Já Marcelo Modesto, também professor do Departamento de Linguística da FFLCH, concorda com a decisão proferida pelo STF e sustenta que a implementação dos pronomes neutros deve ter início no ambiente escolar. Ele acredita ser apropriado um primeiro contato com a neutralidade da língua nas escolas, uma vez que a academia deve preparar o aluno para a vida. Ele atrela a um dever escolástico mostrar a diversidade e, com ela, trazer ao conhecimento a existência de pessoas trans e não binárias.

Uma problemática que os dois professores apontam é o fato de o Acordo Ortográfico da Língua Portuguesa, de 1990, propor uma padronização na língua portuguesa para aproximar os falantes da língua. Marcelo Modesto diz que a adoção do pronome neutro somente no território brasileiro seria incerta e prejudicial. “Todo idioma consolidado tem uma língua legal e real. A língua portuguesa legal é burocrática e combinada entre a Academia Brasileira de Letras (ABL), a Academia Portuguesa e outras de países falantes do português. Para a linguagem neutra caminhar rumo à esfera legal, seria prioritário um acordo entre todos os países falantes do português, e a probabilidade disto acontecer é quase nula.”

O professor Vicente enriquece o debate trazendo uma das premissas do escritor português José Saramago (1922-2010). “No seu livro Jangada de Pedra, o protagonista do livro, desesperado à procura de uma salvação para a Península Ibérica em razão do Imperialismo, a encontra na integração da lusofonia.” O linguista discorre sobre a importância da relação do teor oral e da escrita entre os países falantes do idioma português. “A interação não se restringe à bilateralidade entre Brasil e Portugal, ela engloba Angola, Moçambique, Cabo Verde e até países na Ásia, como Macau. Se houver a incorporação da língua neutra somente em um dos países que utilizam do idioma, a aproximação entre os países lusitanos é fragilizada, uma interação fundamental e uma troca de cultura enriquecedora se perdem.”

Diante da problemática, o professor Modesto conclui que a gramática de uma língua só pode ser alterada quando ocorrem mudanças na forma como é falada pelos falantes da língua em sua maioria. “Nada que advém de uma imposição é funcional, assim, para o pronome neutro ser incorporado na esfera legal, ele deve ser generalizado no âmbito social, familiar e cultural, pois a língua reflete o ideal da sociedade e não o contrário, assim, se todo mundo a utiliza, é inegável seu lugar na esfera legal da língua.”
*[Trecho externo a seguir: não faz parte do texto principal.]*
//! Private-file helpers shared by every on-disk store.

use std::fs;
use std::io::Write;
#[cfg(unix)]
use std::os::unix::fs::PermissionsExt;
use std::path::Path;
use tempfile::NamedTempFile;

/// Permission mode for directories (owner rwx only).
pub const DIR_PERMISSIONS: u32 = 0o700;

/// Permission mode for private files (owner rw only).
pub const FILE_PERMISSIONS: u32 = 0o600;

/// Creates a directory (and parents) readable only by the owner.
pub fn create_private_dir(path: &Path) -> std::io::Result<()> {
    fs::create_dir_all(path)?;
    #[cfg(unix)]
    fs::set_permissions(path, fs::Permissions::from_mode(DIR_PERMISSIONS))?;
    Ok(())
}

/// Replaces `path` with `contents` atomically.
///
/// Writes to a temp file in the same directory, syncs it, then renames it
/// over the target, so readers see either the old or the new file.
pub fn write_private_file(path: &Path, contents: &[u8]) -> std::io::Result<()> {
    let parent = path.parent().ok_or_else(|| {
        std::io::Error::new(std::io::ErrorKind::InvalidInput, "missing parent directory")
    })?;
    create_private_dir(parent)?;

    let mut temp = NamedTempFile::new_in(parent)?;
    temp.write_all(contents)?;
    temp.as_file().sync_all()?;
    #[cfg(unix)]
    temp.as_file()
        .set_permissions(fs::Permissions::from_mode(FILE_PERMISSIONS))?;

    temp.persist(path).map_err(|e| e.error)?;
    Ok(())
}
A última fala do professor é embasada pela linguagem contemporânea, que fundamenta o conceito de língua viva. A linguagem começa com um sopro. O ar que vem dos pulmões é modelado por inúmeras possibilidades de abertura da boca e movimento dos lábios e da língua. Sobe, desce, entorta, recolhe. A cada mexida são formadas vogais, consoantes, sílabas, palavras. Nesse sentido, a linguagem é representada como em constante evolução e sendo modificada de acordo com o ambiente sociocultural onde o falante está inserido, permitindo que sujeitos criem suas diversas identidades e que possam ser ressignificados.

Em tom elogioso ao idioma falado, Olavo Bilac, em seu poema intitulado Língua Portuguesa, publicado em 1914, descreve a língua portuguesa como “a última flor do Lácio”, região italiana de onde emergiram outras línguas derivadas do latim vulgar. O poeta a descreve como “inculta e bela”, termo que remete às influências linguísticas que formam a língua portuguesa, “Amo-te, ó rude e doloroso idioma.”